La scorsa settimana, abbiamo aperto il sipario sul clima emotivo alla COP26 esplorando la domanda alimentata dalla paura: è questa la nostra ultima possibilità? Questa settimana approfondiremo il tema dell'impotenza e la domanda che lo accompagna: dov'è il mio posto a tavola?

Alla COP26, la Forza della Natura è andata in ogni angolo - la Blue Zone, la Green Zone, il New York Times Climate Hub, lo Youth Climate Cafe del Regno Unito, gli attivisti pionieri nelle strade e ovunque nel mezzo - per valutare il clima emotivo.

Per un breve riassunto della COP26, leggi il nostro precedente post sul blog: Questa è l'ultima possibilità?


Non su di me, senza di me

Questo pianeta prezioso, potente e fragile è la casa di tutti, e quindi tutti sono parti interessate nel dibattito su come gestire al meglio le minacce che attualmente deve affrontare.

Tuttavia, il potere è stato evidentemente distribuito ingiustamente; quelli che sono più colpiti sono spesso quelli che vengono lasciati fuori dalla conversazione.

Le regioni MAPA (persone e aree più colpite) sono state massicciamente sottorappresentate alla conferenza delle Nazioni Unite sui cambiamenti climatici a Glasgow.

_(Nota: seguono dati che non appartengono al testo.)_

//! Provider registry — maps provider names to endpoint configurations.
//!
//! Static entries describe where each backend lives and how it speaks;
//! `ProviderSettings::resolve` combines an entry with the runtime
//! `LlmConfig` (URLs for local servers, API keys, model names).

use olpchat_core::config::LlmConfig;
use std::time::Duration;

/// How to attach auth credentials to requests.
#[derive(Debug, Clone, Copy, PartialEq, Eq)]
pub enum AuthStyle {
    /// `Authorization: Bearer <key>`
    Bearer,
    /// `x-api-key: <key>` (Anthropic)
    XApiKey,
    /// No authentication required (local servers).
    None,
}

/// Request/response shape spoken by a provider.
#[derive(Debug, Clone, Copy, PartialEq, Eq)]
pub enum WireFormat {
    /// Ollama `/api/generate`: single prompt string, `response` field back.
    OllamaGenerate,
    /// OpenAI-style `/chat/completions`.
    ChatCompletions,
    /// Anthropic `/v1/messages` with a top-level `system` field.
    AnthropicMessages,
}

/// Static configuration for a single provider.
#[derive(Debug, Clone)]
pub struct ProviderConfig {
    /// Provider identifier.
    pub name: &'static str,
    pub wire: WireFormat,
    /// Default base URL (local servers take theirs from `LlmConfig`).
    pub base_url: &'static str,
    /// Path appended to the base URL.
    pub chat_path: &'static str,
    pub auth_style: AuthStyle,
    /// Runs on the operator's own hardware (longer timeout, configurable URL).
    pub local: bool,
    /// Whether requests carry an explicit `max_tokens`.
    pub sends_max_tokens: bool,
}

// ─── Registry ────────────────────────────────────────────────────────────────

/// All known providers.
static PROVIDERS: &[ProviderConfig] = &[
    ProviderConfig {
        name: "ollama",
        wire: WireFormat::OllamaGenerate,
        base_url: "http://localhost:11434",
        chat_path: "/api/generate",
        auth_style: AuthStyle::None,
        local: true,
        sends_max_tokens: false,
    },
    ProviderConfig {
        name: "llamacpp",
        wire: WireFormat::ChatCompletions,
        base_url: "http://localhost:8080",
        chat_path: "/v1/chat/completions",
        auth_style: AuthStyle::None,
        local: true,
        sends_max_tokens: true,
    },
    ProviderConfig {
        name: "openrouter",
        wire: WireFormat::ChatCompletions,
        base_url: "https://openrouter.ai/api/v1",
        chat_path: "/chat/completions",
        auth_style: AuthStyle::Bearer,
        local: false,
        sends_max_tokens: false,
    },
    ProviderConfig {
        name: "anthropic",
        wire: WireFormat::AnthropicMessages,
        base_url: "https://api.anthropic.com/v1",
        chat_path: "/messages",
        auth_style: AuthStyle::XApiKey,
        local: false,
        sends_max_tokens: true,
    },
    ProviderConfig {
        name: "openai",
        wire: WireFormat::ChatCompletions,
        base_url: "https://api.openai.com/v1",
        chat_path: "/chat/completions",
        auth_style: AuthStyle::Bearer,
        local: false,
        sends_max_tokens: false,
    },
];

/// Look up a provider config by name.
pub fn get_provider_config(name: &str) -> Option<&'static ProviderConfig> {
    // Also match aliases
    let lookup = match name {
        "llama.cpp" | "llama_cpp" => "llamacpp",
        "claude" => "anthropic",
        "chatgpt" => "openai",
        other => other,
    };
    PROVIDERS.iter().find(|p| p.name == lookup)
}

/// A registry entry resolved against runtime configuration.
#[derive(Debug, Clone)]
pub struct ProviderSettings {
    pub name: String,
    pub wire: WireFormat,
    /// Base URL without trailing slash.
    pub base_url: String,
    pub chat_path: String,
    pub auth_style: AuthStyle,
    pub api_key: String,
    /// `None` lets the server pick (llama.cpp serves whatever it loaded).
    pub model: Option<String>,
    pub max_tokens: Option<u32>,
    pub timeout: Duration,
}

impl ProviderSettings {
    pub fn resolve(registry: &ProviderConfig, llm: &LlmConfig) -> Self {
        let (base_url, api_key, model) = match registry.name {
            "ollama" => (llm.ollama_url.clone(), String::new(), Some(llm.ollama_model.clone())),
            "llamacpp" => (llm.llamacpp_url.clone(), String::new(), None),
            "openrouter" => (
                registry.base_url.to_string(),
                llm.openrouter_api_key.clone(),
                Some(llm.openrouter_model.clone()),
            ),
            "anthropic" => (
                registry.base_url.to_string(),
                llm.anthropic_api_key.clone(),
                Some(llm.anthropic_model.clone()),
            ),
            "openai" => (
                registry.base_url.to_string(),
                llm.openai_api_key.clone(),
                Some(llm.openai_model.clone()),
            ),
            _ => (registry.base_url.to_string(), String::new(), None),
        };

        let timeout_secs = if registry.local {
            llm.local_timeout_secs
        } else {
            llm.api_timeout_secs
        };

        Self {
            name: registry.name.to_string(),
            wire: registry.wire,
            base_url: base_url.trim_end_matches('/').to_string(),
            chat_path: registry.chat_path.to_string(),
            auth_style: registry.auth_style,
            api_key,
            model,
            max_tokens: registry.sends_max_tokens.then_some(llm.max_tokens),
            timeout: Duration::from_secs(timeout_secs),
        }
    }

    /// Full endpoint URL.
    pub fn url(&self) -> String {
        format!("{}{}", self.base_url, self.chat_path)
    }

    /// Keyed providers need a key before they can be called.
    pub fn has_credentials(&self) -> bool {
        self.auth_style == AuthStyle::None || !self.api_key.is_empty()
    }

    /// Attach auth headers for this provider.
    pub fn apply_auth(&self, req: reqwest::RequestBuilder) -> reqwest::RequestBuilder {
        match self.auth_style {
            AuthStyle::Bearer if !self.api_key.is_empty() => {
                req.header("Authorization", format!("Bearer {}", self.api_key))
            }
            AuthStyle::XApiKey if !self.api_key.is_empty() => req.header("x-api-key", &self.api_key),
            _ => req,
        }
    }
}
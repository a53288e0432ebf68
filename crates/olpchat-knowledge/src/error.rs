//! Knowledge base loading errors.

use olpchat_core::OlpChatError;
use thiserror::Error;

#[derive(Debug, Error)]
pub enum KnowledgeError {
    #[error("failed to parse knowledge document: {0}")]
    Parse(#[from] serde_json::Error),

    #[error("failed to read knowledge document: {0}")]
    Io(#[from] std::io::Error),

    #[error("keyword '{keyword}' points at unknown topic '{topic}'")]
    DanglingKeyword { keyword: String, topic: String },

    #[error("topic '{0}' is not a normalized key (must be lowercase with no surrounding whitespace)")]
    InvalidTopicKey(String),

    #[error("keyword '{0}' must be non-empty and lowercase")]
    InvalidKeyword(String),
}

impl From<KnowledgeError> for OlpChatError {
    fn from(e: KnowledgeError) -> Self {
        OlpChatError::Knowledge(e.to_string())
    }
}
//! OLP Chat configuration system.
//!
//! Defaults → TOML file → environment variables. Environment variable names
//! match the ones the service has always been deployed with (`LLM_MODE`,
//! `OLLAMA_URL`, `OPENROUTER_API_KEY`, ...).

use serde::{Deserialize, Serialize};
use std::fmt;
use std::path::{Path, PathBuf};
use std::str::FromStr;

use crate::error::{OlpChatError, Result};

/// Preamble sent to every external provider.
pub const DEFAULT_SYSTEM_PROMPT: &str = "You are the Maryland Outdoor Learning Partnership (OLP) AI Assistant.
You help educators, partners, and community members learn about environmental literacy in Maryland.

Key facts:
- Maryland was the first state to require environmental literacy for graduation (since 2011)
- OLP was established by Executive Order 01.01.2024.15
- OLP has five domains of action: Access to Nature, College & Green Careers, Networks, School Sustainability, Environmental & Climate Literacy
- MWEE = Meaningful Watershed Educational Experience (required for graduation)
- Contact: olivia.wisner1@maryland.gov and stephanie.tuckfield1@maryland.gov

Be helpful, accurate, and concise. Focus on Maryland-specific environmental education information.";

/// Root configuration.
#[derive(Debug, Clone, Default, Serialize, Deserialize)]
pub struct OlpChatConfig {
    #[serde(default)]
    pub llm: LlmConfig,
    #[serde(default)]
    pub gateway: GatewayConfig,
    #[serde(default)]
    pub identity: Identity,
    #[serde(default)]
    pub knowledge: KnowledgeConfig,
}

impl OlpChatConfig {
    /// Load config from the default path (~/.olpchat/config.toml), then apply env overrides.
    pub fn load() -> Result<Self> {
        let path = std::env::var("OLPCHAT_CONFIG")
            .map(PathBuf::from)
            .unwrap_or_else(|_| Self::default_path());
        let mut config = if path.exists() {
            Self::load_from(&path)?
        } else {
            Self::default()
        };
        config.apply_env();
        Ok(config)
    }

    /// Load config from a specific path. Env overrides are not applied.
    pub fn load_from(path: &Path) -> Result<Self> {
        let content = std::fs::read_to_string(path)
            .map_err(|e| OlpChatError::Config(format!("Failed to read config {}: {e}", path.display())))?;
        let config: Self = toml::from_str(&content)
            .map_err(|e| OlpChatError::Config(format!("Failed to parse config: {e}")))?;
        Ok(config)
    }

    /// Apply overrides from the process environment.
    pub fn apply_env(&mut self) {
        self.apply_env_from(|key| std::env::var(key).ok());
    }

    /// Apply overrides from an arbitrary lookup (used by tests).
    pub fn apply_env_from<F>(&mut self, lookup: F)
    where
        F: Fn(&str) -> Option<String>,
    {
        let get = |key: &str| lookup(key).filter(|v| !v.trim().is_empty());

        if let Some(mode) = get("LLM_MODE") {
            match mode.parse::<LlmMode>() {
                Ok(m) => self.llm.mode = m,
                Err(e) => tracing::warn!("⚠️ Ignoring LLM_MODE: {e}"),
            }
        }
        if let Some(v) = get("OLLAMA_URL") { self.llm.ollama_url = v; }
        if let Some(v) = get("OLLAMA_MODEL") { self.llm.ollama_model = v; }
        if let Some(v) = get("LLAMACPP_URL") { self.llm.llamacpp_url = v; }
        if let Some(v) = get("OPENROUTER_API_KEY") { self.llm.openrouter_api_key = v; }
        if let Some(v) = get("OPENROUTER_MODEL") { self.llm.openrouter_model = v; }
        if let Some(v) = get("ANTHROPIC_API_KEY") { self.llm.anthropic_api_key = v; }
        if let Some(v) = get("OPENAI_API_KEY") { self.llm.openai_api_key = v; }
        if let Some(v) = get("HOST") { self.gateway.host = v; }
        if let Some(port) = get("PORT") {
            match port.parse::<u16>() {
                Ok(p) => self.gateway.port = p,
                Err(_) => tracing::warn!("⚠️ Ignoring invalid PORT={port}"),
            }
        }
        if let Some(v) = get("OLPCHAT_KNOWLEDGE_PATH") { self.knowledge.path = Some(v); }
    }

    /// Get the default config path.
    pub fn default_path() -> PathBuf {
        Self::home_dir().join("config.toml")
    }

    /// Get the OLP Chat home directory.
    pub fn home_dir() -> PathBuf {
        dirs::home_dir()
            .unwrap_or_else(|| PathBuf::from("."))
            .join(".olpchat")
    }
}

/// Which external providers (if any) back up the FAQ.
#[derive(Debug, Clone, Copy, PartialEq, Eq, Default, Serialize, Deserialize)]
#[serde(rename_all = "lowercase")]
pub enum LlmMode {
    /// FAQ only — never call out.
    #[default]
    Faq,
    Ollama,
    Llamacpp,
    /// Hosted APIs: OpenRouter → Anthropic → OpenAI.
    Api,
    /// Local first, then hosted: Ollama → llama.cpp → OpenRouter → Anthropic → OpenAI.
    Hybrid,
}

impl LlmMode {
    pub fn as_str(&self) -> &'static str {
        match self {
            Self::Faq => "faq",
            Self::Ollama => "ollama",
            Self::Llamacpp => "llamacpp",
            Self::Api => "api",
            Self::Hybrid => "hybrid",
        }
    }

    /// Provider names tried, in order, when the FAQ has no answer.
    pub fn provider_chain(&self) -> &'static [&'static str] {
        match self {
            Self::Faq => &[],
            Self::Ollama => &["ollama"],
            Self::Llamacpp => &["llamacpp"],
            Self::Api => &["openrouter", "anthropic", "openai"],
            Self::Hybrid => &["ollama", "llamacpp", "openrouter", "anthropic", "openai"],
        }
    }

    /// Whether the Ollama model is part of this mode.
    pub fn uses_ollama(&self) -> bool {
        matches!(self, Self::Ollama | Self::Hybrid)
    }
}

impl fmt::Display for LlmMode {
    fn fmt(&self, f: &mut fmt::Formatter<'_>) -> fmt::Result {
        f.write_str(self.as_str())
    }
}

impl FromStr for LlmMode {
    type Err = OlpChatError;

    fn from_str(s: &str) -> Result<Self> {
        match s.trim().to_lowercase().as_str() {
            "faq" => Ok(Self::Faq),
            "ollama" => Ok(Self::Ollama),
            "llamacpp" | "llama.cpp" => Ok(Self::Llamacpp),
            "api" => Ok(Self::Api),
            "hybrid" => Ok(Self::Hybrid),
            other => Err(OlpChatError::Config(format!(
                "unknown LLM mode '{other}' (expected faq, ollama, llamacpp, api, hybrid)"
            ))),
        }
    }
}

/// External provider settings.
#[derive(Debug, Clone, Serialize, Deserialize)]
pub struct LlmConfig {
    #[serde(default)]
    pub mode: LlmMode,
    #[serde(default = "default_ollama_url")]
    pub ollama_url: String,
    #[serde(default = "default_ollama_model")]
    pub ollama_model: String,
    #[serde(default = "default_llamacpp_url")]
    pub llamacpp_url: String,
    #[serde(default)]
    pub openrouter_api_key: String,
    #[serde(default = "default_openrouter_model")]
    pub openrouter_model: String,
    #[serde(default)]
    pub anthropic_api_key: String,
    #[serde(default = "default_anthropic_model")]
    pub anthropic_model: String,
    #[serde(default)]
    pub openai_api_key: String,
    #[serde(default = "default_openai_model")]
    pub openai_model: String,
    #[serde(default = "default_max_tokens")]
    pub max_tokens: u32,
    /// Per-call timeout for local servers (Ollama, llama.cpp).
    #[serde(default = "default_local_timeout")]
    pub local_timeout_secs: u64,
    /// Per-call timeout for hosted APIs.
    #[serde(default = "default_api_timeout")]
    pub api_timeout_secs: u64,
}

fn default_ollama_url() -> String { "http://localhost:11434".into() }
fn default_ollama_model() -> String { "gpt-oss:20b".into() }
fn default_llamacpp_url() -> String { "http://localhost:8080".into() }
fn default_openrouter_model() -> String { "deepseek/deepseek-r1-distill-llama-8b".into() }
fn default_anthropic_model() -> String { "claude-3-haiku-20240307".into() }
fn default_openai_model() -> String { "gpt-4o-mini".into() }
fn default_max_tokens() -> u32 { 1024 }
fn default_local_timeout() -> u64 { 60 }
fn default_api_timeout() -> u64 { 30 }

impl Default for LlmConfig {
    fn default() -> Self {
        Self {
            mode: LlmMode::default(),
            ollama_url: default_ollama_url(),
            ollama_model: default_ollama_model(),
            llamacpp_url: default_llamacpp_url(),
            openrouter_api_key: String::new(),
            openrouter_model: default_openrouter_model(),
            anthropic_api_key: String::new(),
            anthropic_model: default_anthropic_model(),
            openai_api_key: String::new(),
            openai_model: default_openai_model(),
            max_tokens: default_max_tokens(),
            local_timeout_secs: default_local_timeout(),
            api_timeout_secs: default_api_timeout(),
        }
    }
}

/// Gateway configuration.
#[derive(Debug, Clone, Serialize, Deserialize)]
pub struct GatewayConfig {
    #[serde(default = "default_port")]
    pub port: u16,
    #[serde(default = "default_host")]
    pub host: String,
}

fn default_port() -> u16 { 5000 }
fn default_host() -> String { "0.0.0.0".into() }

impl Default for GatewayConfig {
    fn default() -> Self {
        Self {
            port: default_port(),
            host: default_host(),
        }
    }
}

/// Service identity and the preamble given to providers.
#[derive(Debug, Clone, Serialize, Deserialize)]
pub struct Identity {
    #[serde(default = "default_service_name")]
    pub name: String,
    #[serde(default = "default_system_prompt")]
    pub system_prompt: String,
}

fn default_service_name() -> String { "Maryland OLP AI Chat".into() }
fn default_system_prompt() -> String { DEFAULT_SYSTEM_PROMPT.into() }

impl Default for Identity {
    fn default() -> Self {
        Self {
            name: default_service_name(),
            system_prompt: default_system_prompt(),
        }
    }
}

/// Knowledge base source.
#[derive(Debug, Clone, Default, Serialize, Deserialize)]
pub struct KnowledgeConfig {
    /// Alternative FAQ document (JSON). Built-in content is used when unset.
    #[serde(default)]
    pub path: Option<String>,
}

Secondo Innovazione dell'isola, un terzo delle isole del Pacifico ha annunciato di non essere in grado di inviare delegazioni di alto livello a causa delle normative COVID-19 (sottolineando la disuguaglianza nella distribuzione dei vaccini); queste nazioni, i piccoli Stati insulari in via di sviluppo (SIDS), sono le meno responsabili del cambiamento climatico, ma sono tra le più colpite.

Solo quattro nazioni insulari del Pacifico hanno inviato i loro leader, Fiji, Papua Nuova Guinea, Tuvalu e Palau. Il resto ha una rappresentanza limitata o assente, in gran parte a causa delle restrizioni COVID-19. Nel frattempo, l'industria dei combustibili fossili ha avuto il la più grande delegazione alla COP26.

Come attivista per la giustizia climatica ugandese Vanessa Nacati sottolinea:

"C'è così tanto da imparare sulla crisi climatica, e conoscere la crisi climatica significa imparare dalle voci che sono in prima linea. E abbiamo visto come continuamente gli attivisti del sud del mondo, che parlano dalle comunità più colpite, le loro voci non vengono rese pubbliche.

Le loro voci non vengono amplificate. Le loro storie vengono cancellate... Questo è un problema. Non possiamo avere giustizia climatica se le voci delle aree più colpite vengono lasciate indietro. #SradicaIlSistema'

Questa sottorappresentazione si è riflessa nella mancanza di advocacy per perdita e danno, che si riferisce alla distruzione causata da eventi meteorologici estremi. Il finanziamento specifico per perdite e danni è stato escluso dalla finale Patto sul clima di Glasgow, non riuscendo a fornire supporto e riparazioni ai paesi più colpiti del mondo mentre pianificano un mondo che cambia.

Allo stesso modo, molti attivisti giovanili si sentivano frustrati dalla mancanza di voce legittima data loro nei risultati del COP. Oltre 100,000 persone sono scese in strada durante il Giornata mondiale di azione il 6 novembre, rispecchiando la sensazione di inutilità provata da tanti.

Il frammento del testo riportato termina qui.